§ **Dataset entries**:
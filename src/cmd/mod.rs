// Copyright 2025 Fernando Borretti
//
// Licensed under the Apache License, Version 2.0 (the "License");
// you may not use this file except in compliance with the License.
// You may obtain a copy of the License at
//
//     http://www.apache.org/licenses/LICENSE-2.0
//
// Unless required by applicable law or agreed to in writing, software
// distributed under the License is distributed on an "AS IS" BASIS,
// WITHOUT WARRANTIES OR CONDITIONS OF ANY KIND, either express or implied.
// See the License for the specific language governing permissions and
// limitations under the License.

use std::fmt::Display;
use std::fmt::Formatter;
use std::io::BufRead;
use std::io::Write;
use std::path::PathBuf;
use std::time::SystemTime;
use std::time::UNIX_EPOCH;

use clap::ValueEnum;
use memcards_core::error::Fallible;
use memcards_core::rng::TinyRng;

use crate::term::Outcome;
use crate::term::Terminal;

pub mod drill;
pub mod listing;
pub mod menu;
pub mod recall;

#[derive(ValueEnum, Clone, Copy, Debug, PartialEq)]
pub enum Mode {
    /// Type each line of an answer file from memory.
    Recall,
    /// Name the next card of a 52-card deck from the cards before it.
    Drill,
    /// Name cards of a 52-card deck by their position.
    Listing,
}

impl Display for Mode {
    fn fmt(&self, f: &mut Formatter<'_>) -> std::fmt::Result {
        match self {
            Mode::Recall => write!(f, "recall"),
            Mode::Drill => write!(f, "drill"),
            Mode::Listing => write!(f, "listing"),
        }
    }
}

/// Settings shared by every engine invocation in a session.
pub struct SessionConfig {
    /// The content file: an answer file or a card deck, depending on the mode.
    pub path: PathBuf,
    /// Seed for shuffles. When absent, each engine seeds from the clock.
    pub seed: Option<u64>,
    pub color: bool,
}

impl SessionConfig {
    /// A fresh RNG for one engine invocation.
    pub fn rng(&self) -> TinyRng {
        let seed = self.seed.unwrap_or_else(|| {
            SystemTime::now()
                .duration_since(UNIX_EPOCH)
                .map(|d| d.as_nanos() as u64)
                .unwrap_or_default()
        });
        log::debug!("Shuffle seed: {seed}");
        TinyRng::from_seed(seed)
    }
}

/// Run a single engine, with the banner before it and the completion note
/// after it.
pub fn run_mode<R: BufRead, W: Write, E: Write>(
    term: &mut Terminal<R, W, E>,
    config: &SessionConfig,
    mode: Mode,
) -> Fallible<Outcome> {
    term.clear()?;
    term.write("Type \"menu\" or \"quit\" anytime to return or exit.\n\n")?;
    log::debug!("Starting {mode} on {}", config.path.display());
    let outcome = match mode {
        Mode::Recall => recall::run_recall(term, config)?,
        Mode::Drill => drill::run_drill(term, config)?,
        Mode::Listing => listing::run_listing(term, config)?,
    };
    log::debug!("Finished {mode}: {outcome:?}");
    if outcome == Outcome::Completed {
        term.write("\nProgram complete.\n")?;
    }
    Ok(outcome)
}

§ **Problem statement**: The expected output is every line of the records in which the string "TinyRng" appears.

§ **Answer below**:
use memcards_core::rng::TinyRng;
    pub fn rng(&self) -> TinyRng {
        TinyRng::from_seed(seed)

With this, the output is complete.